*** Opening of Data to process ***

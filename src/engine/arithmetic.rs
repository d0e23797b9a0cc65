//! Independent arithmetic verification.
//!
//! Recomputes the answer to an arithmetic question from its text alone and
//! flags items whose declared answer disagrees. When no pattern matches the
//! verifier reports not-applicable and the caller skips the check.

use std::sync::OnceLock;

use regex::Regex;

use crate::engine::options::resolve_answer_text;

#[derive(Debug, Clone, PartialEq)]
pub enum Verification {
    Confirmed,
    Mismatch { computed: f64, stated: f64 },
    NotApplicable,
}

struct Patterns {
    expr: Regex,
    missing: Vec<(Regex, MissingForm)>,
    plus_chain: Regex,
    minus: Regex,
    times: Regex,
    divided_by: Regex,
    add_sum: Regex,
    product: Regex,
    difference: Regex,
    less_than: Regex,
    more_than: Regex,
    subtract_from: Regex,
    multiply_then_divide: Regex,
    divide_then_multiply: Regex,
    word_loss: Regex,
    word_gain: Regex,
    word_depart: Regex,
    number: Regex,
}

/// Which side of the equation the blank sits on, per operator.
#[derive(Debug, Clone, Copy)]
enum MissingForm {
    BlankPlus,
    PlusBlank,
    BlankMinus,
    MinusBlank,
    BlankTimes,
    TimesBlank,
    BlankDiv,
    DivBlank,
}

const NUM: &str = r"(\d+(?:\.\d+)?)";
const BLANK: &str = r"(?:_+|\?)";

fn patterns() -> &'static Patterns {
    static PATTERNS: OnceLock<Patterns> = OnceLock::new();
    PATTERNS.get_or_init(|| {
        let re = |p: &str| Regex::new(p).expect("arithmetic pattern");
        let missing = |p: String, form: MissingForm| (re(&p), form);
        Patterns {
            expr: re(r"(\d+(?:\.\d+)?(?:\s*[+\-*/]\s*\d+(?:\.\d+)?)+)"),
            missing: vec![
                missing(format!(r"{BLANK}\s*\+\s*{NUM}\s*=\s*{NUM}"), MissingForm::BlankPlus),
                missing(format!(r"{NUM}\s*\+\s*{BLANK}\s*=\s*{NUM}"), MissingForm::PlusBlank),
                missing(format!(r"{BLANK}\s*-\s*{NUM}\s*=\s*{NUM}"), MissingForm::BlankMinus),
                missing(format!(r"{NUM}\s*-\s*{BLANK}\s*=\s*{NUM}"), MissingForm::MinusBlank),
                missing(format!(r"{BLANK}\s*\*\s*{NUM}\s*=\s*{NUM}"), MissingForm::BlankTimes),
                missing(format!(r"{NUM}\s*\*\s*{BLANK}\s*=\s*{NUM}"), MissingForm::TimesBlank),
                missing(format!(r"{BLANK}\s*/\s*{NUM}\s*=\s*{NUM}"), MissingForm::BlankDiv),
                missing(format!(r"{NUM}\s*/\s*{BLANK}\s*=\s*{NUM}"), MissingForm::DivBlank),
            ],
            plus_chain: re(r"(\d+(?:\s+plus\s+\d+)+)"),
            minus: re(&format!(r"{NUM}\s+minus\s+{NUM}")),
            times: re(&format!(r"{NUM}\s+times\s+{NUM}")),
            divided_by: re(&format!(r"{NUM}\s+divided\s+by\s+{NUM}")),
            add_sum: re(r"\b(?:add|sum\s+of)\s+(\d+(?:\s*,\s*\d+)*(?:\s*,?\s*and\s+\d+)?)"),
            product: re(&format!(r"product\s+of\s+{NUM}\s+and\s+{NUM}")),
            difference: re(&format!(r"difference\s+(?:between|of)\s+{NUM}\s+and\s+{NUM}")),
            less_than: re(&format!(r"{NUM}\s+less\s+than\s+{NUM}")),
            more_than: re(&format!(r"{NUM}\s+more\s+than\s+{NUM}")),
            subtract_from: re(&format!(r"subtract\s+{NUM}\s+from\s+{NUM}")),
            multiply_then_divide: re(&format!(
                r"multiply(?:ing)?\s+{NUM}\s+by\s+{NUM}.*?divid(?:e|ing|ed)\s+(?:it\s+|the\s+result\s+)?by\s+{NUM}"
            )),
            divide_then_multiply: re(&format!(
                r"divid(?:e|ing)\s+{NUM}\s+by\s+{NUM}.*?multiply(?:ing)?\s+(?:it\s+|the\s+result\s+)?by\s+{NUM}"
            )),
            word_loss: re(&format!(
                r"(?:has|had)\s+{NUM}\b.*?\b(?:eats|ate|gives\s+away|gave\s+away|gives|gave|loses|lost|spends|spent|uses|used|breaks|broke|drops|dropped|sells|sold|donates|donated|shares|shared|throws\s+away|threw\s+away)\s+{NUM}"
            )),
            word_gain: re(&format!(
                r"(?:has|had)\s+{NUM}\b.*?\b(?:gets|got|finds|found|buys|bought|receives|received|adds|added|picks|picked|earns|earned|wins|won)\s+{NUM}"
            )),
            word_depart: re(&format!(
                r"there\s+(?:are|were)\s+{NUM}\b.*?\b{NUM}\s+(?:fly\s+away|flies\s+away|flew\s+away|leave|left|go\s+home|went\s+home|run\s+away|ran\s+away|walk\s+away|walked\s+away|swim\s+away|swam\s+away|hop\s+away|hopped\s+away|drive\s+away|drove\s+away|are\s+eaten)"
            )),
            number: re(r"\d+(?:\.\d+)?"),
        }
    })
}

/// Map unicode operators and dashes to ASCII and lowercase the text.
fn normalize(text: &str) -> String {
    text.to_lowercase()
        .chars()
        .map(|c| match c {
            '×' => '*',
            '÷' => '/',
            '−' | '–' | '—' => '-',
            _ => c,
        })
        .collect()
}

/// Comparison and ordering questions pick between given values rather than
/// computing one; leave them alone.
fn is_comparison(q: &str) -> bool {
    const MARKERS: [&str; 8] = [
        "which is bigger",
        "which is larger",
        "which is smaller",
        "which is greater",
        "which is less",
        "which is more",
        "compare",
        "order",
    ];
    MARKERS.iter().any(|m| q.contains(m))
}

/// Try to compute the numeric answer from the question text.
/// Returns `None` when the question is not recognizably arithmetic.
pub fn compute_answer(question: &str) -> Option<f64> {
    let q = normalize(question);
    if is_comparison(&q) {
        return None;
    }
    let p = patterns();

    // Direct expressions, standard precedence: "5 + 3 * 2", "12 / 3".
    if let Some(m) = p.expr.find(&q) {
        if let Some(result) = eval_chain(m.as_str()) {
            return Some(result);
        }
    }

    // Missing-number equations: "__ + 4 = 9", "12 - __ = 5".
    for (re, form) in &p.missing {
        if let Some(caps) = re.captures(&q) {
            let a: f64 = caps[1].parse().ok()?;
            let c: f64 = caps[2].parse().ok()?;
            let solved = match form {
                MissingForm::BlankPlus | MissingForm::PlusBlank => Some(c - a),
                MissingForm::BlankMinus => Some(c + a),
                MissingForm::MinusBlank => Some(a - c),
                MissingForm::BlankTimes | MissingForm::TimesBlank => {
                    (a != 0.0).then(|| c / a)
                }
                MissingForm::BlankDiv => Some(c * a),
                MissingForm::DivBlank => (c != 0.0).then(|| a / c),
            };
            if solved.is_some() {
                return solved;
            }
        }
    }

    // Phrased operations.
    if let Some(caps) = p.plus_chain.captures(&q) {
        let sum: f64 = p
            .number
            .find_iter(&caps[1])
            .filter_map(|n| n.as_str().parse::<f64>().ok())
            .sum();
        return Some(sum);
    }
    if let Some(caps) = p.minus.captures(&q) {
        return binop(&caps, |a, b| Some(a - b));
    }
    if let Some(caps) = p.times.captures(&q) {
        return binop(&caps, |a, b| Some(a * b));
    }
    if let Some(caps) = p.divided_by.captures(&q) {
        return binop(&caps, |a, b| (b != 0.0).then(|| a / b));
    }
    if let Some(caps) = p.add_sum.captures(&q) {
        let sum: f64 = p
            .number
            .find_iter(&caps[1])
            .filter_map(|n| n.as_str().parse::<f64>().ok())
            .sum();
        return Some(sum);
    }
    if let Some(caps) = p.product.captures(&q) {
        return binop(&caps, |a, b| Some(a * b));
    }
    if let Some(caps) = p.difference.captures(&q) {
        return binop(&caps, |a, b| Some((a - b).abs()));
    }

    // Reversed phrasings: "7 less than 15" is 15 - 7.
    if let Some(caps) = p.less_than.captures(&q) {
        return binop(&caps, |n, m| Some(m - n));
    }
    if let Some(caps) = p.more_than.captures(&q) {
        return binop(&caps, |n, m| Some(m + n));
    }
    if let Some(caps) = p.subtract_from.captures(&q) {
        return binop(&caps, |n, m| Some(m - n));
    }

    // Multi-step chains.
    if let Some(caps) = p.multiply_then_divide.captures(&q) {
        let a: f64 = caps[1].parse().ok()?;
        let b: f64 = caps[2].parse().ok()?;
        let c: f64 = caps[3].parse().ok()?;
        if c != 0.0 {
            return Some(a * b / c);
        }
    }
    if let Some(caps) = p.divide_then_multiply.captures(&q) {
        let a: f64 = caps[1].parse().ok()?;
        let b: f64 = caps[2].parse().ok()?;
        let c: f64 = caps[3].parse().ok()?;
        if b != 0.0 {
            return Some(a / b * c);
        }
    }

    // Word problems.
    if let Some(caps) = p.word_loss.captures(&q) {
        return binop(&caps, |a, b| Some(a - b));
    }
    if let Some(caps) = p.word_gain.captures(&q) {
        return binop(&caps, |a, b| Some(a + b));
    }
    if let Some(caps) = p.word_depart.captures(&q) {
        return binop(&caps, |a, b| Some(a - b));
    }

    None
}

fn binop(caps: &regex::Captures<'_>, f: impl Fn(f64, f64) -> Option<f64>) -> Option<f64> {
    let a: f64 = caps[1].parse().ok()?;
    let b: f64 = caps[2].parse().ok()?;
    f(a, b)
}

/// Evaluate a flat `a op b op c ...` chain with * and / binding tighter
/// than + and -. Division by zero yields `None`.
fn eval_chain(expr: &str) -> Option<f64> {
    let mut nums: Vec<f64> = Vec::new();
    let mut ops: Vec<char> = Vec::new();
    let mut current = String::new();

    for c in expr.chars() {
        match c {
            '0'..='9' | '.' => current.push(c),
            '+' | '-' | '*' | '/' => {
                if current.is_empty() {
                    return None;
                }
                nums.push(current.parse().ok()?);
                current.clear();
                ops.push(c);
            }
            c if c.is_whitespace() => {}
            _ => return None,
        }
    }
    if current.is_empty() {
        return None;
    }
    nums.push(current.parse().ok()?);
    if nums.len() != ops.len() + 1 {
        return None;
    }

    // First pass folds * and / into their left term.
    let mut terms: Vec<f64> = vec![nums[0]];
    let mut additive_ops: Vec<char> = Vec::new();
    for (op, &n) in ops.iter().zip(&nums[1..]) {
        match op {
            '*' => *terms.last_mut()? *= n,
            '/' => {
                if n == 0.0 {
                    return None;
                }
                *terms.last_mut()? /= n;
            }
            _ => {
                additive_ops.push(*op);
                terms.push(n);
            }
        }
    }

    let mut result = terms[0];
    for (op, &t) in additive_ops.iter().zip(&terms[1..]) {
        match op {
            '+' => result += t,
            '-' => result -= t,
            _ => return None,
        }
    }
    Some(result)
}

/// Parse a declared answer as a number. Handles fractions, thousands
/// separators, and leading currency / trailing percent markers.
pub fn parse_numeric(text: &str) -> Option<f64> {
    let cleaned = text
        .trim()
        .trim_start_matches('$')
        .trim_end_matches('%')
        .replace(',', "");
    let cleaned = cleaned.trim();

    if cleaned.matches('/').count() == 1 {
        let (num, den) = cleaned.split_once('/')?;
        let num: f64 = num.trim().parse().ok()?;
        let den: f64 = den.trim().parse().ok()?;
        return (den != 0.0).then(|| num / den);
    }

    cleaned.parse().ok()
}

/// Verify a declared answer against the recomputed one.
///
/// MCQ letters are resolved through the options first. Integers must match
/// exactly; anything else within 1e-9.
pub fn verify_answer(question: &str, stated: &str, options: Option<&[String]>) -> Verification {
    let resolved = resolve_answer_text(stated, options);

    let Some(stated_num) = parse_numeric(&resolved) else {
        return Verification::NotApplicable;
    };
    let Some(computed) = compute_answer(question) else {
        return Verification::NotApplicable;
    };

    if numbers_match(computed, stated_num) {
        Verification::Confirmed
    } else {
        Verification::Mismatch {
            computed,
            stated: stated_num,
        }
    }
}

pub fn numbers_match(a: f64, b: f64) -> bool {
    let both_integral = a.fract().abs() < f64::EPSILON && b.fract().abs() < f64::EPSILON;
    if both_integral {
        a == b
    } else {
        (a - b).abs() < 1e-9
    }
}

*** Close of Data to process ***

Requirement
Which lines of the data include "alone"? Copy each of them.

Answer section
//! Recomputes the answer to an arithmetic question from its text alone and
/// computing one; leave them alone.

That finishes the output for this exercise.